> [EXTRACTED INFORMATION]:

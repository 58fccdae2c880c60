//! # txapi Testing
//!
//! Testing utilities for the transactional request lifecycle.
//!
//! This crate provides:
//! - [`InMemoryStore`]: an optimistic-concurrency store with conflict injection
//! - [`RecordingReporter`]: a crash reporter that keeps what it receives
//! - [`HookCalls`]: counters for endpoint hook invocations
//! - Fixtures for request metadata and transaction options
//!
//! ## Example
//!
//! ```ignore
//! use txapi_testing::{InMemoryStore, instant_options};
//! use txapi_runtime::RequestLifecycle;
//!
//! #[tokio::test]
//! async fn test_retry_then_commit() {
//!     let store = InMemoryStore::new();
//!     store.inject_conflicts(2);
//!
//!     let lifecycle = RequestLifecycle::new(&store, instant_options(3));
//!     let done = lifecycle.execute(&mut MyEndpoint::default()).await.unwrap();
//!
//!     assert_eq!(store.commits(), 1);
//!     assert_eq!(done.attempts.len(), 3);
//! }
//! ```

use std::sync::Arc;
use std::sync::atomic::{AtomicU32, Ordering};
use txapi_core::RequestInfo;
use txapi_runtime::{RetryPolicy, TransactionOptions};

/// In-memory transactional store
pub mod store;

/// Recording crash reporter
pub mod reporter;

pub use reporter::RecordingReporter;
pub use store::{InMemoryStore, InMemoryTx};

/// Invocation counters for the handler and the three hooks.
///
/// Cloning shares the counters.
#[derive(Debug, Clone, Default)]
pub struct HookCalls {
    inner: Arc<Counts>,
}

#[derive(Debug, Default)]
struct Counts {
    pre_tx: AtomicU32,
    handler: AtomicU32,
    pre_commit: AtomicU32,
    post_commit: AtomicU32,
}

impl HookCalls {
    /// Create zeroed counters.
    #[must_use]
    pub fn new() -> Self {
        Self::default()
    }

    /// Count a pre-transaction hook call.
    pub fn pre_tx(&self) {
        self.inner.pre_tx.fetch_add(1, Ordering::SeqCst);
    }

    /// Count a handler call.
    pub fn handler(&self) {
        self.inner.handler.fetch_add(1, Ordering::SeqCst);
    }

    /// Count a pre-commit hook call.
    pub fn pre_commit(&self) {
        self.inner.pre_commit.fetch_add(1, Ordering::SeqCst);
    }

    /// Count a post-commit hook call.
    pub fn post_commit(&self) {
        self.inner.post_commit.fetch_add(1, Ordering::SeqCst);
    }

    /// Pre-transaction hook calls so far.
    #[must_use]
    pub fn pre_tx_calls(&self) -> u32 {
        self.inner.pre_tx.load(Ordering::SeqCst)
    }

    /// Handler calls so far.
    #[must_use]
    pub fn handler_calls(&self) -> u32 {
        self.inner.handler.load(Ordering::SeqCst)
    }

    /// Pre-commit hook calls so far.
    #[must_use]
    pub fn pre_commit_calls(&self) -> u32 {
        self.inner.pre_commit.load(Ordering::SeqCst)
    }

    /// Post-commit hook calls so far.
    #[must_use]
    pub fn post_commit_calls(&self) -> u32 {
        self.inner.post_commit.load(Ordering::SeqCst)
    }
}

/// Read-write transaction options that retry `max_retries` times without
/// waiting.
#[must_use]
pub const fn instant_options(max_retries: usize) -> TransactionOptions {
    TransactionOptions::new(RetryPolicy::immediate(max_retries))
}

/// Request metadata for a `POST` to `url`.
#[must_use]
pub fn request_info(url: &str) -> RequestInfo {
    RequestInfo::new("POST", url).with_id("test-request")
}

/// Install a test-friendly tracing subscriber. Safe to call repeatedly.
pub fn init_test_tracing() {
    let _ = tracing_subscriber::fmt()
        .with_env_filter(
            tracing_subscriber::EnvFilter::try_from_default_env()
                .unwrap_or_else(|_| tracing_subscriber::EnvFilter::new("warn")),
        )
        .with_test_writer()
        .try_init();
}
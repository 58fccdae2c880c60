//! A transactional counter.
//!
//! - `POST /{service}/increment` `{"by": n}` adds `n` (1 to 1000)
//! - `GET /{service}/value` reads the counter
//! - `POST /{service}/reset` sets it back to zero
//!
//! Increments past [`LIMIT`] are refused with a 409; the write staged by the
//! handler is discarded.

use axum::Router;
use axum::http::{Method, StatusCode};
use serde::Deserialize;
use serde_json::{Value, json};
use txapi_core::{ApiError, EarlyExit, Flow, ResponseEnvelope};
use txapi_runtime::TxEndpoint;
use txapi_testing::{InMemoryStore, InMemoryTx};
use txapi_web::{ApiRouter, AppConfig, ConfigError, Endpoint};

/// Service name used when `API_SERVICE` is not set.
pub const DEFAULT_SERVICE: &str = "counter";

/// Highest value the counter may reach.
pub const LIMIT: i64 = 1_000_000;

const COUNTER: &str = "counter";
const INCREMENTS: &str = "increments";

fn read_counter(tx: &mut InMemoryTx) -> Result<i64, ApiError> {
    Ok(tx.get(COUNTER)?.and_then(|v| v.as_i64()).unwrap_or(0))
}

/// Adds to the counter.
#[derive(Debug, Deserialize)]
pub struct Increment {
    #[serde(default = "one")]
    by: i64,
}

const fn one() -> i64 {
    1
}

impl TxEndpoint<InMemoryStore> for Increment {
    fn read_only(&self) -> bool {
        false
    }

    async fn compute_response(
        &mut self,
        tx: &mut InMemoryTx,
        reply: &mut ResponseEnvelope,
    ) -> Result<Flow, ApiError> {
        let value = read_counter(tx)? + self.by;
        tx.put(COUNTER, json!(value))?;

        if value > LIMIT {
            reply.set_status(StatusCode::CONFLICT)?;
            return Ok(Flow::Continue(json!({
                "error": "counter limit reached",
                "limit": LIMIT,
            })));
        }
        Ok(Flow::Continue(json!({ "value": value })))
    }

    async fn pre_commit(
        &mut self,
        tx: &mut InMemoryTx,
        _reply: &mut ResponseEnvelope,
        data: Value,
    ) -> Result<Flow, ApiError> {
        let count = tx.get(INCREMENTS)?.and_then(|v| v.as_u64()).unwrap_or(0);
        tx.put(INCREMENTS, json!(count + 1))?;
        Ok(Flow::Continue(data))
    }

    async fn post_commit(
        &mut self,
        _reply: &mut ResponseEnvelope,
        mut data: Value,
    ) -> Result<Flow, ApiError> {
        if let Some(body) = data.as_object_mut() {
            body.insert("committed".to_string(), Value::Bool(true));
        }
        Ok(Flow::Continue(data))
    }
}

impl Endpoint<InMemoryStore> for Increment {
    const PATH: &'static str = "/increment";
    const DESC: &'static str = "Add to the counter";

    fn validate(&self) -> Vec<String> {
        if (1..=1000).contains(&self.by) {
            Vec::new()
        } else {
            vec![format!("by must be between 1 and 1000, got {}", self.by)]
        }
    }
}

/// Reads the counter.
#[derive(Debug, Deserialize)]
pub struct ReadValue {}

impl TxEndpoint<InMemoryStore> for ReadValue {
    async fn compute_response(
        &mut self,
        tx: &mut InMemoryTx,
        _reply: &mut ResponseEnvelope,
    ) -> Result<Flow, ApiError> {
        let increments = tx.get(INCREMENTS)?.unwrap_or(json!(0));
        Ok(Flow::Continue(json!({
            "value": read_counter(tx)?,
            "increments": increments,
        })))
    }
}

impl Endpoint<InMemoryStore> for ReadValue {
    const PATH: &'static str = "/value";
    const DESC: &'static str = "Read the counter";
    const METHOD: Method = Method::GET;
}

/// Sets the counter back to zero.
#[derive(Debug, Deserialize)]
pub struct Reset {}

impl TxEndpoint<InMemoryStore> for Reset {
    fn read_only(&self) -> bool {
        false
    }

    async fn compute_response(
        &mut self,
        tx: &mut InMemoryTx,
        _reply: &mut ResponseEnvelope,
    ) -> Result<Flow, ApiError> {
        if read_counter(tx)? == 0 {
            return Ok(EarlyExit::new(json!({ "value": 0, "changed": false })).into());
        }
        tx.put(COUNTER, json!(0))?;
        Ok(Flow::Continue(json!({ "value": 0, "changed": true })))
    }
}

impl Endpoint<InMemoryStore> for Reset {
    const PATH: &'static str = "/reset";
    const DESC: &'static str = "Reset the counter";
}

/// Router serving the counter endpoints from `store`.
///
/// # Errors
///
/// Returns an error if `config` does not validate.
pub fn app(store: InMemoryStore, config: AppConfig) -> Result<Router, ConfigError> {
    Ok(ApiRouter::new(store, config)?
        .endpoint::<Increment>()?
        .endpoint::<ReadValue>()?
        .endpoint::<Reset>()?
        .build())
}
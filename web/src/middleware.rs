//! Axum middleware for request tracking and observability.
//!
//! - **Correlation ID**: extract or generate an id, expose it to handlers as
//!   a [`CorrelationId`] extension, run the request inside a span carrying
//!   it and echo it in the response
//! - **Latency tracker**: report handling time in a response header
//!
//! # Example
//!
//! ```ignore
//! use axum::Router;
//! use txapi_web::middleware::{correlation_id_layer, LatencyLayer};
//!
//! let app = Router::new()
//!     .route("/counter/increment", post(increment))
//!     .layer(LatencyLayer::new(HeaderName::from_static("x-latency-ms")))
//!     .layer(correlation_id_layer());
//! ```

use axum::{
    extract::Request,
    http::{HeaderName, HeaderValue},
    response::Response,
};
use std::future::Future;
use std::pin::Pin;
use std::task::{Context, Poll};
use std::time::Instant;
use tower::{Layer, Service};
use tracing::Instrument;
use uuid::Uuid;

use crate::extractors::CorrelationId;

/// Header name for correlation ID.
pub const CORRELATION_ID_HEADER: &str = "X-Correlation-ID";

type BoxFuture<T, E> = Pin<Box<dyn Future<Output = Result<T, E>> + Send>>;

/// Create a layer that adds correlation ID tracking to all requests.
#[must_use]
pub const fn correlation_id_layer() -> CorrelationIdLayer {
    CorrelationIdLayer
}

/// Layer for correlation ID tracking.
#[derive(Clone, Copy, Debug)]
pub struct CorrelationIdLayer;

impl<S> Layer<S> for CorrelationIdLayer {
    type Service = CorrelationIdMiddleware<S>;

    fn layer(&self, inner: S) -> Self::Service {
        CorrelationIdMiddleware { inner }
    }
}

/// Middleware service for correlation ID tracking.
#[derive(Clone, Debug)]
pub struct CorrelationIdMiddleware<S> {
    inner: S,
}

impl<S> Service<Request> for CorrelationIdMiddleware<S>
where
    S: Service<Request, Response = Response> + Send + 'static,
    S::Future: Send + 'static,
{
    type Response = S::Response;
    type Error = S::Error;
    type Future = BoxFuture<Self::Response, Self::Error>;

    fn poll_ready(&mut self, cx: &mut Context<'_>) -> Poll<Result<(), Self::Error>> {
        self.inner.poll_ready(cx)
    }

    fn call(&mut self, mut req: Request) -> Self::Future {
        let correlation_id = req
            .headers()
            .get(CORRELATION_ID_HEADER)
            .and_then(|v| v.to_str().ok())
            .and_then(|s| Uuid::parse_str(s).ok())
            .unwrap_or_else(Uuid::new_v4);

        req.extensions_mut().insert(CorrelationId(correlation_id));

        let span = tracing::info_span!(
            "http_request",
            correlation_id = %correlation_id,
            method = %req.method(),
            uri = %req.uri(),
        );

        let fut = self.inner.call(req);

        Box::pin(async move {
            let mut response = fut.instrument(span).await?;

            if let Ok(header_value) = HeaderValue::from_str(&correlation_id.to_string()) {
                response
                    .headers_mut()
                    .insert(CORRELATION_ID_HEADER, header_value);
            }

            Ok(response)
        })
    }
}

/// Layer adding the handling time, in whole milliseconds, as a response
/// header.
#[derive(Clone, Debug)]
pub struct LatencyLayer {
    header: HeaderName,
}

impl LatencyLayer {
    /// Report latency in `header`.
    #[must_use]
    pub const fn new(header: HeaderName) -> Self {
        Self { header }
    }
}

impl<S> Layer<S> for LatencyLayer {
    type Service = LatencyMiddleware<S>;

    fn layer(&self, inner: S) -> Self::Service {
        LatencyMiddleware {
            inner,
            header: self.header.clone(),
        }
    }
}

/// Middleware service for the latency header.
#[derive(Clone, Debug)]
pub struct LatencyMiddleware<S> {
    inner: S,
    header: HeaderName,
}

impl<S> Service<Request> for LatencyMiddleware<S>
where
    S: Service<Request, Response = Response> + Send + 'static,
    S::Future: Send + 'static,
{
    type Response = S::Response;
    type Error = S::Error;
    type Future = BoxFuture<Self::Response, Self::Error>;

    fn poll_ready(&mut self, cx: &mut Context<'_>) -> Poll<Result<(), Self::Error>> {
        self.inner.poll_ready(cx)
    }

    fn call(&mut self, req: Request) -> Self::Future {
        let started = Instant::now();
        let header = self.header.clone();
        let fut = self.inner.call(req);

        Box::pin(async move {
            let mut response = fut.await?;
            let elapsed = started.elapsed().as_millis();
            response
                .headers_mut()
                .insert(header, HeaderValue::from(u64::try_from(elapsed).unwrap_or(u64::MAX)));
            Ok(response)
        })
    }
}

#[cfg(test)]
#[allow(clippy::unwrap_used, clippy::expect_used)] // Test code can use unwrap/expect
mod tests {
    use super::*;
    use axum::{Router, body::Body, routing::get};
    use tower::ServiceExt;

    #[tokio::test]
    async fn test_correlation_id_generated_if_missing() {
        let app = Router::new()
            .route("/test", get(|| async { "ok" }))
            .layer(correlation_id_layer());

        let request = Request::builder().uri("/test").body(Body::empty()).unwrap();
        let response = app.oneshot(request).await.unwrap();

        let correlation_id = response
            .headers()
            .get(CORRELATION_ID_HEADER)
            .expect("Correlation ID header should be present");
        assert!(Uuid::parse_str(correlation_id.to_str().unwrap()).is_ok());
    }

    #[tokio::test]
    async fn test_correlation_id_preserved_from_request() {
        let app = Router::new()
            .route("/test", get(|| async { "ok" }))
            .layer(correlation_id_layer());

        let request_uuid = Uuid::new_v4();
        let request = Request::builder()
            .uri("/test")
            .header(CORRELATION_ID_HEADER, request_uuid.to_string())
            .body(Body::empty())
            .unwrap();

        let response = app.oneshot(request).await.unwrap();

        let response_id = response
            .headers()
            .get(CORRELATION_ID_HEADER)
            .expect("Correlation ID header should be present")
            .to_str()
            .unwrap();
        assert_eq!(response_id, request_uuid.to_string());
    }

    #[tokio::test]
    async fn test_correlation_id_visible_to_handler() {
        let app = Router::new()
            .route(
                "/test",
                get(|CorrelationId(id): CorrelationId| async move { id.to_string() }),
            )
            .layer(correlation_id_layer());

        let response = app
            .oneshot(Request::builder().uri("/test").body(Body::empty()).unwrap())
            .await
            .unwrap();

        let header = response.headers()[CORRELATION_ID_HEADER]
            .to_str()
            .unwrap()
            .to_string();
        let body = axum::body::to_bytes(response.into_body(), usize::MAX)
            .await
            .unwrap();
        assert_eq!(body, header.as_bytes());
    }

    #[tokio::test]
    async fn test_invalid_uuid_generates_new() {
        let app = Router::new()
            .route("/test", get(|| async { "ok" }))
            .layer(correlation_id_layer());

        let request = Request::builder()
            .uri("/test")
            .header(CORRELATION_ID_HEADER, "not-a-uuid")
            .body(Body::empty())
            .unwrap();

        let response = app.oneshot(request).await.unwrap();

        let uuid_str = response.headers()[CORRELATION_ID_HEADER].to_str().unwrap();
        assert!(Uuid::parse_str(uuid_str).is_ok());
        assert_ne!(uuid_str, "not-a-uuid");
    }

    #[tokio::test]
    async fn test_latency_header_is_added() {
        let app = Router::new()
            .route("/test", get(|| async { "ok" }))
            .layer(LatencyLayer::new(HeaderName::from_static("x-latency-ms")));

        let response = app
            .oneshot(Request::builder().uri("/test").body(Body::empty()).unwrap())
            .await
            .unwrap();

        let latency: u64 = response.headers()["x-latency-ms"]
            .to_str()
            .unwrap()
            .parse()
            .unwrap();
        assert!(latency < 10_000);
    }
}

> [WORK ORDER]:
From the first line of the data above through the line containing "pub fn handler(&self)", set each line down again exactly; include both ends and omit everything else.

> [TASK OUTPUT]:
repository 58fccdae2c880c60
//! # txapi Testing
//!
//! Testing utilities for the transactional request lifecycle.
//!
//! This crate provides:
//! - [`InMemoryStore`]: an optimistic-concurrency store with conflict injection
//! - [`RecordingReporter`]: a crash reporter that keeps what it receives
//! - [`HookCalls`]: counters for endpoint hook invocations
//! - Fixtures for request metadata and transaction options
//!
//! ## Example
//!
//! ```ignore
//! use txapi_testing::{InMemoryStore, instant_options};
//! use txapi_runtime::RequestLifecycle;
//!
//! #[tokio::test]
//! async fn test_retry_then_commit() {
//!     let store = InMemoryStore::new();
//!     store.inject_conflicts(2);
//!
//!     let lifecycle = RequestLifecycle::new(&store, instant_options(3));
//!     let done = lifecycle.execute(&mut MyEndpoint::default()).await.unwrap();
//!
//!     assert_eq!(store.commits(), 1);
//!     assert_eq!(done.attempts.len(), 3);
//! }
//! ```

use std::sync::Arc;
use std::sync::atomic::{AtomicU32, Ordering};
use txapi_core::RequestInfo;
use txapi_runtime::{RetryPolicy, TransactionOptions};

/// In-memory transactional store
pub mod store;

/// Recording crash reporter
pub mod reporter;

pub use reporter::RecordingReporter;
pub use store::{InMemoryStore, InMemoryTx};

/// Invocation counters for the handler and the three hooks.
///
/// Cloning shares the counters.
#[derive(Debug, Clone, Default)]
pub struct HookCalls {
    inner: Arc<Counts>,
}

#[derive(Debug, Default)]
struct Counts {
    pre_tx: AtomicU32,
    handler: AtomicU32,
    pre_commit: AtomicU32,
    post_commit: AtomicU32,
}

impl HookCalls {
    /// Create zeroed counters.
    #[must_use]
    pub fn new() -> Self {
        Self::default()
    }

    /// Count a pre-transaction hook call.
    pub fn pre_tx(&self) {
        self.inner.pre_tx.fetch_add(1, Ordering::SeqCst);
    }

    /// Count a handler call.
    pub fn handler(&self) {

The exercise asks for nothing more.